> **Activity**:
Report all lines below with the word "combined".

> **Saved entries**:

________________

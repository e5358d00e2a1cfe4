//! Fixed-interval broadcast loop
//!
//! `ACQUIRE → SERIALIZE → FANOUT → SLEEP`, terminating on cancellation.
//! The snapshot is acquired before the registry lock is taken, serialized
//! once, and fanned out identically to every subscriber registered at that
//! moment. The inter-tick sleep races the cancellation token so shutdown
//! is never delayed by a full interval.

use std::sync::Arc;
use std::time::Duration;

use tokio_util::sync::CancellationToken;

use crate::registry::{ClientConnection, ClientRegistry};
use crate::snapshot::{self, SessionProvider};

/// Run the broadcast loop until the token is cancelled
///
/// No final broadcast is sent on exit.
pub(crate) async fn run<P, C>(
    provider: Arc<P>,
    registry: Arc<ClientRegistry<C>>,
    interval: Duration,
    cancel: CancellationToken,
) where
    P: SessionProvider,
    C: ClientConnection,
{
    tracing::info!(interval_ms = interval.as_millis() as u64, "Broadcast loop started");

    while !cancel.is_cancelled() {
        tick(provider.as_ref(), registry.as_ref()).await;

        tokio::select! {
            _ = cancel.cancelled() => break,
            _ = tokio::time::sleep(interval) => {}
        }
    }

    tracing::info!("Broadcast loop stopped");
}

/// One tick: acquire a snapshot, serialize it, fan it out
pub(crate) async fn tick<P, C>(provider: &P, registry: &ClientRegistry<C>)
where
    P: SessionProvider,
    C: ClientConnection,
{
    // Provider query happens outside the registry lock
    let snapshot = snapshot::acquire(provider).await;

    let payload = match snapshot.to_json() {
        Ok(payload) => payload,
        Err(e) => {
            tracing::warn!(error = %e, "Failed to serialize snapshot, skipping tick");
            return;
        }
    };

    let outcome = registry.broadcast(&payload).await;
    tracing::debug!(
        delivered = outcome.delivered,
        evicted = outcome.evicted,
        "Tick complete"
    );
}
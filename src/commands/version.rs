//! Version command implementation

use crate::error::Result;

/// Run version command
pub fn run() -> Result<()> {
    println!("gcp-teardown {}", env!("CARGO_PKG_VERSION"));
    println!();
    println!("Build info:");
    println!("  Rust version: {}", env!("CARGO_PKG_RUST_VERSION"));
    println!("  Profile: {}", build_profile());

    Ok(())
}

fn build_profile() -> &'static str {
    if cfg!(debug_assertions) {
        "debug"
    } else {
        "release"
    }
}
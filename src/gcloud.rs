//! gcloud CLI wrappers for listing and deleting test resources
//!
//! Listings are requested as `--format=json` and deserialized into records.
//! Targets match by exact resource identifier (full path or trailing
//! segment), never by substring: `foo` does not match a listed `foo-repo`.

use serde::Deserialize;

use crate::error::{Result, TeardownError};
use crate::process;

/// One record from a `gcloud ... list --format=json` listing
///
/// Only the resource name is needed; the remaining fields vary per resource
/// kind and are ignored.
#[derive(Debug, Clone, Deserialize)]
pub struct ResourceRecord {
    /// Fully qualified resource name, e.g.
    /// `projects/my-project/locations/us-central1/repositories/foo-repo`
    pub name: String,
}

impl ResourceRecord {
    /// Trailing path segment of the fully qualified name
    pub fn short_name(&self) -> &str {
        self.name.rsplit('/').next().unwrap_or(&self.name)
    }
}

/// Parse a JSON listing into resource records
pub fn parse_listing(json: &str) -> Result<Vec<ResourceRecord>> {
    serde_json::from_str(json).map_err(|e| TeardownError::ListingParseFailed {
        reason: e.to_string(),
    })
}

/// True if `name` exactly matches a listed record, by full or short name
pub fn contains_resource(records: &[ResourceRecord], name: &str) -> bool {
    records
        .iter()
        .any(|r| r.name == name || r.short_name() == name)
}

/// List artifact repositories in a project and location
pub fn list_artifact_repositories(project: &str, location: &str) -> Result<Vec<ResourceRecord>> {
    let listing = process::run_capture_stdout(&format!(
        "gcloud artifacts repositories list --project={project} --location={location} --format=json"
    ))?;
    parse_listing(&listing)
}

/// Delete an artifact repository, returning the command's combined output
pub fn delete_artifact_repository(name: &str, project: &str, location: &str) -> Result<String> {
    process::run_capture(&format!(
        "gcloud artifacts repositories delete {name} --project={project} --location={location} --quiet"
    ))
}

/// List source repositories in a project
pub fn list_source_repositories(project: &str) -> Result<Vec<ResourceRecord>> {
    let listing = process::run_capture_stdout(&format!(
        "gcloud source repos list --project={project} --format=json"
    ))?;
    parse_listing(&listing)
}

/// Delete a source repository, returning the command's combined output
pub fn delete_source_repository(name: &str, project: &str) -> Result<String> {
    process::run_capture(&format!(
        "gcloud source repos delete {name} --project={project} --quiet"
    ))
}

________________

> **Finished exercise**:
/// Delete an artifact repository, returning the command's combined output
/// Delete a source repository, returning the command's combined output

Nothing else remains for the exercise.